Check each line of the records below and collect those that include the word "Cell".

** The data follows **

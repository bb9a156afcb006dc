use clap::{Parser, Subcommand};
use colored::Colorize;
use comfy_table::presets::UTF8_FULL;
use comfy_table::{Attribute, Cell};
use jsonlt::{JsonltError, Key, KeyScalar, KeySpec, Record, Result, Table, TableOptions};
use tracing::debug;

#[derive(Parser)]
#[command(author, version, about, long_about = None)]
pub struct Cli {
    #[command(subcommand)]
    pub command: Commands,
}

#[derive(Subcommand)]
pub enum Commands {
    /// Create a new table file
    #[command(alias = "c")]
    Create {
        /// Path of the table file
        path: String,

        /// Key field name; comma separated for compound keys (e.g. "c,o")
        #[arg(short, long)]
        key: String,
    },

    /// Print the record stored under a key
    #[command(alias = "g")]
    Get { path: String, key: String },

    /// Insert or update one record, given as a JSON object
    #[command(alias = "p")]
    Put { path: String, record: String },

    /// Delete the record stored under a key
    #[command(alias = "del")]
    Delete { path: String, key: String },

    /// Print all live keys in canonical order
    Keys { path: String },

    /// Show the materialized records as a table
    #[command(alias = "ls")]
    List {
        path: String,

        /// Limit the number of rows
        #[arg(long)]
        limit: Option<usize>,
    },

    /// Count live records
    Count { path: String },

    /// Rewrite the file, dropping superseded lines and tombstones
    Compact { path: String },
}

pub fn run(cli: Cli) -> Result<()> {
    match cli.command {
        Commands::Create { path, key } => {
            let table = Table::open(&path, Some(parse_spec(&key)), TableOptions::default())?;
            println!(
                "{} {} (key: {})",
                "created".green(),
                table.path().display(),
                table.key_spec()
            );
        }
        Commands::Get { path, key } => {
            let table = open(&path)?;
            match table.get(parse_key(&key))? {
                Some(record) => println!("{}", pretty(&record)),
                None => println!("{}", "(absent)".dimmed()),
            }
        }
        Commands::Put { path, record } => {
            let table = open(&path)?;
            table.put(parse_record(&record)?)?;
            println!("{}", "ok".green());
        }
        Commands::Delete { path, key } => {
            let table = open(&path)?;
            table.delete(parse_key(&key))?;
            println!("{}", "deleted".green());
        }
        Commands::Keys { path } => {
            let table = open(&path)?;
            for key in table.keys()? {
                println!("{key}");
            }
        }
        Commands::List { path, limit } => {
            let table = open(&path)?;
            list_records(&table, limit)?;
        }
        Commands::Count { path } => {
            let table = open(&path)?;
            println!("{}", table.count()?);
        }
        Commands::Compact { path } => {
            let table = open(&path)?;
            let before = table.count()?;
            table.compact()?;
            println!("{} {} live records kept", "compacted".green(), before);
        }
    }
    Ok(())
}

fn open(path: &str) -> Result<Table> {
    // Adopt whatever key specifier the file declares.
    Table::open(path, None, TableOptions::default())
}

fn list_records(table: &Table, limit: Option<usize>) -> Result<()> {
    let items = table.items()?;
    let shown = limit.unwrap_or(items.len());

    let mut out = comfy_table::Table::new();
    out.load_preset(UTF8_FULL).set_header(vec!["Key", "Record"]);
    for (key, record) in items.iter().take(shown) {
        out.add_row(vec![
            Cell::new(key.to_string()),
            Cell::new(serde_json::to_string(record).unwrap_or_default())
                .add_attribute(Attribute::Dim),
        ]);
    }
    println!("{out}");
    if items.len() > shown {
        println!("{}", format!("… {} more", items.len() - shown).dimmed());
    }
    Ok(())
}

/// "c,o" is a compound specifier; anything without a comma is a single one.
fn parse_spec(raw: &str) -> KeySpec {
    if raw.contains(',') {
        KeySpec::compound(raw.split(',').map(str::trim))
    } else {
        KeySpec::single(raw.trim())
    }
}

/// Integer-looking components become integer keys, everything else strings.
fn parse_key(raw: &str) -> Key {
    debug!(raw, "parsing key argument");
    let mut parts: Vec<KeyScalar> = raw.split(',').map(parse_scalar).collect();
    if parts.len() == 1 {
        Key::Single(parts.remove(0))
    } else {
        Key::Compound(parts)
    }
}

fn parse_scalar(raw: &str) -> KeyScalar {
    let raw = raw.trim();
    match raw.parse::<i64>() {
        Ok(n) => KeyScalar::Int(n),
        Err(_) => KeyScalar::Str(raw.to_string()),
    }
}

fn parse_record(raw: &str) -> Result<Record> {
    let value: serde_json::Value = serde_json::from_str(raw)
        .map_err(|e| JsonltError::InvalidRecord(e.to_string()))?;
    match value {
        serde_json::Value::Object(record) => Ok(record),
        _ => Err(JsonltError::InvalidRecord(
            "expected a JSON object".to_string(),
        )),
    }
}

fn pretty(record: &Record) -> String {
    serde_json::to_string_pretty(record).unwrap_or_default()
}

** End of The data **

**Exercise solution**
use comfy_table::{Attribute, Cell};
            Cell::new(key.to_string()),
            Cell::new(serde_json::to_string(record).unwrap_or_default())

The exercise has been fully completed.